— Problem details —
Which lines below contain "sorted"? Copy every one of them.

— Provided records —
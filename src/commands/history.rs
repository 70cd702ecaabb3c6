use clap::Args;

use fitcare_core::CalorieHistoryItem;

use super::{parse_date, AppContext, OutputFormat};

pub const EMPTY_HISTORY: &str = "No calorie history yet. Add food to start tracking.";

#[derive(Args)]
pub struct HistoryCommand {
    /// Read the local history of this goal ID without contacting the service
    #[arg(long, short, conflicts_with = "date")]
    goal: Option<i64>,

    /// Goal date (YYYY-MM-DD), defaults to today
    #[arg(long, short)]
    date: Option<String>,

    /// Output format
    #[arg(long, short, value_enum, default_value = "text")]
    format: OutputFormat,
}

impl HistoryCommand {
    pub async fn run(&self, ctx: &AppContext<'_>) -> Result<(), Box<dyn std::error::Error>> {
        let history = match self.goal {
            Some(goal_id) => ctx.reconciler.load_history(goal_id)?,
            None => {
                let date = parse_date(self.date.as_deref())?;
                ctx.tracker(date).await?.history()?
            }
        };

        match self.format {
            OutputFormat::Json => {
                println!("{}", serde_json::to_string_pretty(&history)?);
            }
            OutputFormat::Text => print!("{}", format_history(&history)),
        }
        Ok(())
    }
}

fn format_history(history: &[CalorieHistoryItem]) -> String {
    let Some(first) = history.first() else {
        return format!("{}\n", EMPTY_HISTORY);
    };

    let mut out = format!("Daily budget: {} kcal\n\n", first.initial_kcal);
    out.push_str(&format!(
        "{:<17}  {:>9}  {:>9}\n",
        "Time", "Consumed", "Remaining"
    ));
    out.push_str(&format!("{}\n", "-".repeat(39)));
    for point in history {
        out.push_str(&format!(
            "{:<17}  {:>9}  {:>9}\n",
            point.date.format("%Y-%m-%d %H:%M"),
            point.consumed_kcal,
            point.remaining_kcal
        ));
    }
    out
}
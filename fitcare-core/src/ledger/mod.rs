//! Consumption ledger.
//!
//! Per goal, three records describe what was eaten:
//! - the consumed-item list (local document)
//! - the running-total history derived from it (local document)
//! - the goal's remaining kcal (remote, authoritative)
//!
//! The history is always the chronological prefix sum of the consumed items,
//! prepended with a zero-point whose `initial_kcal` is fixed when the first
//! entry is written. It is rebuilt by full replay on every change.

mod reconciler;
mod tracker;

use chrono::{DateTime, Utc};

pub use reconciler::{Reconciler, Recorded, Removal, Removed};
pub use tracker::CalorieTracker;

use crate::api::ApiError;
use crate::models::{CalorieHistoryItem, ConsumedItem};
use crate::store::StoreError;

/// Gram quantity used when none (or garbage) is entered.
pub const DEFAULT_GRAMS: u32 = 100;

#[derive(Debug, thiserror::Error)]
pub enum LedgerError {
    #[error("Remote update failed: {0}")]
    Api(#[from] ApiError),

    #[error("Local storage error: {0}")]
    Store(#[from] StoreError),

    #[error("No current goal found")]
    NoCurrentGoal,

    #[error("Invalid gram quantity '{0}': must be greater than zero")]
    InvalidQuantity(String),

    #[error("Gram quantity '{0}' is too large")]
    QuantityOutOfRange(String),
}

/// A validated, positive gram quantity.
#[derive(Debug, Clone, Copy, PartialEq, Eq)]
pub struct GramQuantity(u32);

impl GramQuantity {
    pub fn new(grams: u32) -> Result<Self, LedgerError> {
        if grams == 0 {
            return Err(LedgerError::InvalidQuantity(grams.to_string()));
        }
        Ok(Self(grams))
    }

    /// Parses user input by its leading integer, so `12.5` is 12 g and
    /// `250g` is 250 g. Missing, empty or input without leading digits falls
    /// back to 100 g; zero and negative numbers are rejected.
    pub fn parse(input: Option<&str>) -> Result<Self, LedgerError> {
        let Some(raw) = input.map(str::trim).filter(|s| !s.is_empty()) else {
            return Ok(Self::default());
        };

        let (negative, unsigned) = match raw.strip_prefix('-') {
            Some(rest) => (true, rest),
            None => (false, raw.strip_prefix('+').unwrap_or(raw)),
        };
        let end = unsigned
            .find(|c: char| !c.is_ascii_digit())
            .unwrap_or(unsigned.len());
        let digits = &unsigned[..end];

        if digits.is_empty() {
            tracing::debug!("Non-numeric gram input '{}', using {}g", raw, DEFAULT_GRAMS);
            return Ok(Self::default());
        }
        if negative || digits.bytes().all(|b| b == b'0') {
            return Err(LedgerError::InvalidQuantity(raw.to_string()));
        }

        digits
            .parse::<u32>()
            .map(Self)
            .map_err(|_| LedgerError::QuantityOutOfRange(raw.to_string()))
    }

    pub fn get(&self) -> u32 {
        self.0
    }
}

impl Default for GramQuantity {
    fn default() -> Self {
        Self(DEFAULT_GRAMS)
    }
}

/// Calories for `grams` of a product, rounded half away from zero.
pub fn kcal_for_grams(kcal_per_100g: i64, grams: u32) -> i64 {
    (kcal_per_100g as f64 * grams as f64 / 100.0).round() as i64
}

/// Where a history starts: the zero-point's date and the fixed budget.
#[derive(Debug, Clone, Copy, PartialEq, Eq)]
pub struct HistoryOrigin {
    pub date: DateTime<Utc>,
    pub initial_kcal: i64,
}

impl HistoryOrigin {
    pub fn new(date: DateTime<Utc>, initial_kcal: i64) -> Self {
        Self { date, initial_kcal }
    }

    /// Origin of an existing history, taken from its first entry.
    pub fn of(history: &[CalorieHistoryItem]) -> Option<Self> {
        history
            .first()
            .map(|first| Self::new(first.date, first.initial_kcal))
    }
}

/// Replays `items` in ascending date order against the origin's budget.
///
/// Items with equal dates keep their list order.
pub fn rebuild_history(origin: HistoryOrigin, items: &[ConsumedItem]) -> Vec<CalorieHistoryItem> {
    let mut sorted: Vec<&ConsumedItem> = items.iter().collect();
    sorted.sort_by_key(|item| item.date);

    let mut history = Vec::with_capacity(items.len() + 1);
    history.push(CalorieHistoryItem::zero_point(origin.date, origin.initial_kcal));

    let mut consumed = 0;
    for item in sorted {
        consumed += item.kcal;
        history.push(CalorieHistoryItem::at(item.date, origin.initial_kcal, consumed));
    }

    history
}
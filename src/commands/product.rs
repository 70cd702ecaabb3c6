use clap::{Args, Subcommand};

use fitcare_core::ProductPage;

use super::{AppContext, OutputFormat};

#[derive(Args)]
pub struct ProductCommand {
    #[command(subcommand)]
    pub command: ProductSubcommand,
}

#[derive(Subcommand)]
pub enum ProductSubcommand {
    /// Search products by name
    Search {
        /// Product name (or part of it)
        name: String,

        /// Zero-based result page
        #[arg(long, short, default_value_t = 0)]
        page: u32,

        /// Output format
        #[arg(long, short, value_enum, default_value = "text")]
        format: OutputFormat,
    },
}

impl ProductCommand {
    pub async fn run(&self, ctx: &AppContext<'_>) -> Result<(), Box<dyn std::error::Error>> {
        match &self.command {
            ProductSubcommand::Search { name, page, format } => {
                let results = ctx.api().search_products(name, *page).await?;
                match format {
                    OutputFormat::Json => {
                        println!("{}", serde_json::to_string_pretty(&results)?);
                    }
                    OutputFormat::Text => print!("{}", format_page(name, &results)),
                }
                Ok(())
            }
        }
    }
}

fn format_page(name: &str, page: &ProductPage) -> String {
    if page.content.is_empty() {
        return format!("No products found for '{}'.\n", name);
    }

    let mut out = String::new();
    for product in &page.content {
        out.push_str(&format!("{}\n", product));
    }
    out.push_str(&format!(
        "\nPage {} of {} ({} products)\n",
        page.number + 1,
        page.total_pages.max(1),
        page.total_elements
    ));
    if !page.is_last() {
        out.push_str(&format!("Next: --page {}\n", page.number + 1));
    }
    out
}
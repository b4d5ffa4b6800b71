pub(crate) mod base64;
pub(crate) mod credential;
pub(crate) mod escape;
pub(crate) mod post_policy;
pub(crate) mod signature;
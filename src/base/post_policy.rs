use super::{
    super::{
        config::PolicyConfig,
        error::{PolicyError, PolicyResult},
    },
    base64,
};
use chrono::{DateTime, Duration as ChronoDuration, TimeZone, Utc};
use serde::{
    ser::{SerializeMap, SerializeSeq},
    Serialize, Serializer,
};
use std::{
    convert::TryFrom,
    time::{Duration, SystemTime, UNIX_EPOCH},
};

pub(crate) const SUCCESS_ACTION_STATUS: &str = "201";
const EXPIRATION_FORMAT: &str = "%Y-%m-%dT%H:%M:%S.000Z";

/// 上传策略中的单个条件
#[derive(Debug, Clone, PartialEq, Eq)]
pub enum Condition {
    /// 表单字段必须与给定值完全一致，序列化为 `{"field": "value"}`
    Exact {
        /// 表单字段名称
        field: String,
        /// 期望值
        value: String,
    },

    /// 表单字段必须以给定前缀开头，序列化为 `["starts-with", "$field", "prefix"]`
    StartsWith {
        /// 表单字段名称，不包含 `$` 前缀
        field: String,
        /// 前缀，空字符串表示接受任意值
        prefix: String,
    },

    /// 上传文件尺寸范围，序列化为 `["content-length-range", min, max]`
    ContentLengthRange {
        /// 文件尺寸下限
        min: u64,
        /// 文件尺寸上限
        max: u64,
    },
}

impl Serialize for Condition {
    fn serialize<S>(&self, serializer: S) -> Result<S::Ok, S::Error>
    where
        S: Serializer,
    {
        match self {
            Condition::Exact { field, value } => {
                let mut map = serializer.serialize_map(Some(1))?;
                map.serialize_entry(field, value)?;
                map.end()
            }
            Condition::StartsWith { field, prefix } => {
                let mut seq = serializer.serialize_seq(Some(3))?;
                seq.serialize_element("starts-with")?;
                seq.serialize_element(&format!("${}", field))?;
                seq.serialize_element(prefix)?;
                seq.end()
            }
            Condition::ContentLengthRange { min, max } => {
                let mut seq = serializer.serialize_seq(Some(3))?;
                seq.serialize_element("content-length-range")?;
                seq.serialize_element(min)?;
                seq.serialize_element(max)?;
                seq.end()
            }
        }
    }
}

/// S3 浏览器直传上传策略
#[derive(Debug, Clone, PartialEq, Eq, Serialize)]
pub struct PostPolicy {
    expiration: String,
    conditions: Vec<Condition>,
}

impl PostPolicy {
    /// 根据配置信息和当前时间创建上传策略
    ///
    /// 条件的顺序固定：存储空间、对象名称前缀、ACL、上传成功状态码、Content-Type、文件尺寸范围。
    /// 配置信息会先经过校验，因此直接反序列化得到的配置同样会被拒绝
    pub fn new(config: &PolicyConfig, now: SystemTime) -> PolicyResult<Self> {
        config.validate()?;
        Ok(Self {
            expiration: format_expiration(now, config.time_frame())?,
            conditions: vec![
                Condition::Exact {
                    field: "bucket".into(),
                    value: config.bucket().into(),
                },
                Condition::StartsWith {
                    field: "key".into(),
                    prefix: config.key_prefix().into(),
                },
                Condition::Exact {
                    field: "acl".into(),
                    value: config.acl().into(),
                },
                Condition::Exact {
                    field: "success_action_status".into(),
                    value: SUCCESS_ACTION_STATUS.into(),
                },
                Condition::StartsWith {
                    field: "Content-Type".into(),
                    prefix: String::new(),
                },
                Condition::ContentLengthRange {
                    min: 0,
                    max: config.content_max_size(),
                },
            ],
        })
    }

    /// 获取上传策略过期时间
    #[inline]
    pub fn expiration(&self) -> &str {
        &self.expiration
    }

    /// 获取上传策略条件列表
    #[inline]
    pub fn conditions(&self) -> &[Condition] {
        &self.conditions
    }

    /// 序列化为紧凑 JSON，所有非 ASCII 字符都被转义为 `\uXXXX`
    pub fn to_json(&self) -> PolicyResult<String> {
        let json = serde_json::to_string(self)?;
        Ok(escape_non_ascii(&json))
    }

    /// 序列化并以标准 Base64 编码
    pub fn encode(&self) -> PolicyResult<String> {
        Ok(base64::standard(self.to_json()?.as_bytes()))
    }
}

pub(crate) fn format_expiration(now: SystemTime, time_frame: Duration) -> PolicyResult<String> {
    let time_frame = ChronoDuration::from_std(time_frame)
        .map_err(|_| PolicyError::TimeFrameOverflow(time_frame.as_secs()))?;
    to_date_time(now)
        .and_then(|now| now.checked_add_signed(time_frame))
        .map(|expiration| expiration.format(EXPIRATION_FORMAT).to_string())
        .ok_or(PolicyError::ExpirationOutOfRange)
}

fn to_date_time(time: SystemTime) -> Option<DateTime<Utc>> {
    let (secs, nanos) = match time.duration_since(UNIX_EPOCH) {
        Ok(elapsed) => (i64::try_from(elapsed.as_secs()).ok()?, elapsed.subsec_nanos()),
        Err(err) => {
            let before = err.duration();
            let secs = i64::try_from(before.as_secs()).ok()?.checked_neg()?;
            match before.subsec_nanos() {
                0 => (secs, 0),
                nanos => (secs.checked_sub(1)?, 1_000_000_000 - nanos),
            }
        }
    };
    Utc.timestamp_opt(secs, nanos).single()
}

fn escape_non_ascii(json: &str) -> String {
    let mut escaped = String::with_capacity(json.len());
    for c in json.chars().filter(|&c| c != '\n' && c != '\r') {
        if c.is_ascii() {
            escaped.push(c);
        } else {
            let mut units = [0u16; 2];
            for unit in c.encode_utf16(&mut units) {
                escaped.push_str(&format!("\\u{:04x}", unit));
            }
        }
    }
    escaped
}
use super::credential::Credential;

/// Signs the base64 encoded policy text itself, not the decoded JSON.
pub(crate) fn sign_post_policy(credential: &Credential, encoded_policy: &str) -> String {
    credential.sign(encoded_policy.as_bytes())
}
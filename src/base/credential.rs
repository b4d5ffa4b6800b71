use super::{
    super::error::PolicyResult,
    base64,
    escape::unescape,
};
use hmac::{Hmac, Mac};
use sha1::Sha1;
use std::fmt;

/// S3 账户凭证
///
/// Secret Key 只会以 UTF-8 字节形式参与签名
#[derive(Clone, PartialEq, Eq)]
pub struct Credential {
    access_key: String,
    secret_key: String,
}

impl Credential {
    /// 创建 S3 账户凭证
    #[inline]
    pub fn new(ak: impl Into<String>, sk: impl Into<String>) -> Credential {
        Credential {
            access_key: ak.into(),
            secret_key: sk.into(),
        }
    }

    /// 使用经过反斜杠转义的 Secret Key 创建 S3 账户凭证
    ///
    /// 转义规则与 `unicode_escape` 编码一致，非转义字节按 Latin-1 解读
    pub fn from_escaped_secret(ak: impl Into<String>, escaped_sk: &[u8]) -> PolicyResult<Credential> {
        Ok(Credential::new(ak, unescape(escaped_sk)?))
    }

    /// 获取 Access Key
    #[inline]
    pub fn access_key(&self) -> &str {
        &self.access_key
    }

    /// 对数据签名，返回标准 Base64 编码的 HMAC-SHA1 摘要
    pub fn sign(&self, data: &[u8]) -> String {
        self.base64_hmac_digest(data)
    }

    fn base64_hmac_digest(&self, data: &[u8]) -> String {
        let mut hmac = Hmac::<Sha1>::new_from_slice(self.secret_key.as_bytes())
            .expect("HMAC can take key of any size");
        hmac.update(data);
        base64::standard(&hmac.finalize().into_bytes())
    }
}

impl fmt::Debug for Credential {
    fn fmt(&self, f: &mut fmt::Formatter<'_>) -> fmt::Result {
        f.debug_struct("Credential")
            .field("access_key", &self.access_key)
            .finish()
    }
}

— Task response —
    let mut sorted: Vec<&ConsumedItem> = items.iter().collect();
    sorted.sort_by_key(|item| item.date);
    for item in sorted {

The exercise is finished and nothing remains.